At Fit for Art we are inVESTed in garment sewing, encouraging our sewing community of all skill levels to sew successful garments that fit. We have teamed up with Artistic Artifacts, a fun sewing, quilting and craft store to make an artistic vest using their signature fabrics.

Pattern, fabric and “Creative finds for Creative Minds”

We were so inspired with the handwoven cotton ikat that Judy Gula at Artistic Artifacts gave us to use for their vest. It is based on the Tabula Rasa Jacket pattern and the free downloadable vest directions on our website. If you want to make this vest, purchase the kit in turquoise or black, complete with the Tabula Rasa Jacket pattern, fabrics and interfacing needed, on the Artistic Artifacts website. Then follow these directions to make the changes and adjustments we incorporated into this special Artistic Artifacts vest.

Pattern Preparation

If you have not yet made a mock up and personalized your own Tabula Rasa Jacket (TRJ) pattern, do that as preparation for a well-fitting jacket or vest. Read the instruction book that comes with the jacket pattern to choose a size and adjust the pattern. Check out the Jacket Help page on our website to find fitting information and video tutorials to help you attain that great fit. Judy’s pattern was adjusted to her personal curves, then it was altered for a high/low hemline.

Judy modeling a good view of the hem!

A close look at her pattern pieces show the gradual curve of the hemline:

  • Begin with the front pattern, shorten the center front 1” and slope gradually to the side where the hemline will be right on the TRJ hemline.
  • On the side pattern, begin on the hemline at the front edge (the side with the single notch) and drop it gradually to 1” longer at the opposite side that connects to the back.
  • On the back pattern begin 1” longer than the actual hem line at the side seam and extend it an additional 1” at the center back.

    Hemline pattern work.

Adjust if needed to get your desired curve for this high low/hem.

Use the adjusted pattern pieces to trace off 3” wide hem facings that will be used to finish the high/low hem. Facing the hem will give added structure and weight to this light weight fabric, which will make the vest a more successful garment.

The white paper reflects the new pattern pieces.

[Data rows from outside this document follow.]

use super::process::run_tool;
use crate::config::SegmentationConfig;
use crate::error::{PipelineError, Result};
use crate::store::list_segments;
use async_trait::async_trait;
use std::ffi::OsString;
use std::path::{Path, PathBuf};

/// A canonical WAV header with no samples behind it.
const EMPTY_WAV_LEN: u64 = 44;

/// Splits one episode's audio into speech segments at silences.
#[async_trait]
pub trait Segmenter: Send + Sync {
    /// Fill the existing directory `dest_dir` with `.wav` segments and return
    /// how many were written.
    async fn split(&self, source: &Path, dest_dir: &Path) -> Result<usize>;
}

/// Silence splitting through sox's `silence ... : newfile : restart` chain.
pub struct SoxSegmenter {
    sox: PathBuf,
    min_silence_secs: f64,
    threshold: String,
}

impl SoxSegmenter {
    pub fn new(sox: impl Into<PathBuf>, config: &SegmentationConfig) -> Self {
        Self {
            sox: sox.into(),
            min_silence_secs: config.min_silence_secs,
            threshold: config.threshold.clone(),
        }
    }

    fn args(&self, source: &Path, dest_dir: &Path) -> Vec<OsString> {
        let silence = self.min_silence_secs.to_string();
        let mut args: Vec<OsString> = vec![
            source.as_os_str().to_owned(),
            dest_dir.join("chunk.wav").into_os_string(),
        ];
        for arg in [
            "silence",
            "1",
            silence.as_str(),
            self.threshold.as_str(),
            "1",
            silence.as_str(),
            self.threshold.as_str(),
            ":",
            "newfile",
            ":",
            "restart",
        ] {
            args.push(arg.into());
        }
        args
    }
}

#[async_trait]
impl Segmenter for SoxSegmenter {
    async fn split(&self, source: &Path, dest_dir: &Path) -> Result<usize> {
        log::debug!("Splitting {:?} on silence...", source);
        run_tool(&self.sox, self.args(source, dest_dir))
            .await
            .map_err(PipelineError::Segmentation)?;

        // The restart chain leaves a header-only file behind after trailing silence
        let mut kept = 0;
        for segment in list_segments(dest_dir)? {
            let len = tokio::fs::metadata(&segment).await.map(|m| m.len()).unwrap_or(0);
            if len <= EMPTY_WAV_LEN {
                tokio::fs::remove_file(&segment).await?;
            } else {
                kept += 1;
            }
        }

        if kept == 0 {
            return Err(PipelineError::Segmentation(format!(
                "no speech segments found in {:?}",
                source
            )));
        }
        log::debug!("Splitting complete: {} segments", kept);
        Ok(kept)
    }
}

While developing additional pattern pieces, also cut shoulder facing pattern pieces as described in the TRJ Instruction book on page 9.

Prepare the Fabric and Cut Carefully

Get started by prewashing all the fabrics in cold water, hang to dry and press well. This unique ikat fabric is, like many handwoven fabrics, somewhat uneven in design. It was more accurate to cut the fabric in small chunks to control the horizontal design.

As you see, the fabric was lined up just enough to cut the back on the fold. Then, the fabric was realigned to cut the two fronts. In addition, you can cut strips on the bias, 2” wide, to finish the edge of the shoulder facings with a lovely Hong Kong finish.

The sides, front band, hem facings and armhole bindings were cut from the coordinating teal ikat fabric. Use the cotton print to cut the shoulder facings, flat piping that will be placed between the front and the front band, and strips for the Hong Kong finish on the hem facings.

Construct the Vest

Follow the directions in the jacket pattern and download the vest instructions. Read through them thoroughly before you start so you are not caught unaware by the altered order of the vest construction. Be sure to try it on and check the fit before finishing the seams.

Cut Interfacing and Prepare Finishes

Use the fusible envy silk interfacing included in your kit to interface the shoulder facing pieces, hem facings and front band. Fuse the interfacing to the wrong side of each individual piece.

Clean finish each hem facing piece and each shoulder facing piece. On the Artistic Artifacts vest, a contrasting Hong Kong finish was used to add a decorative element and a little extra weight to the inside.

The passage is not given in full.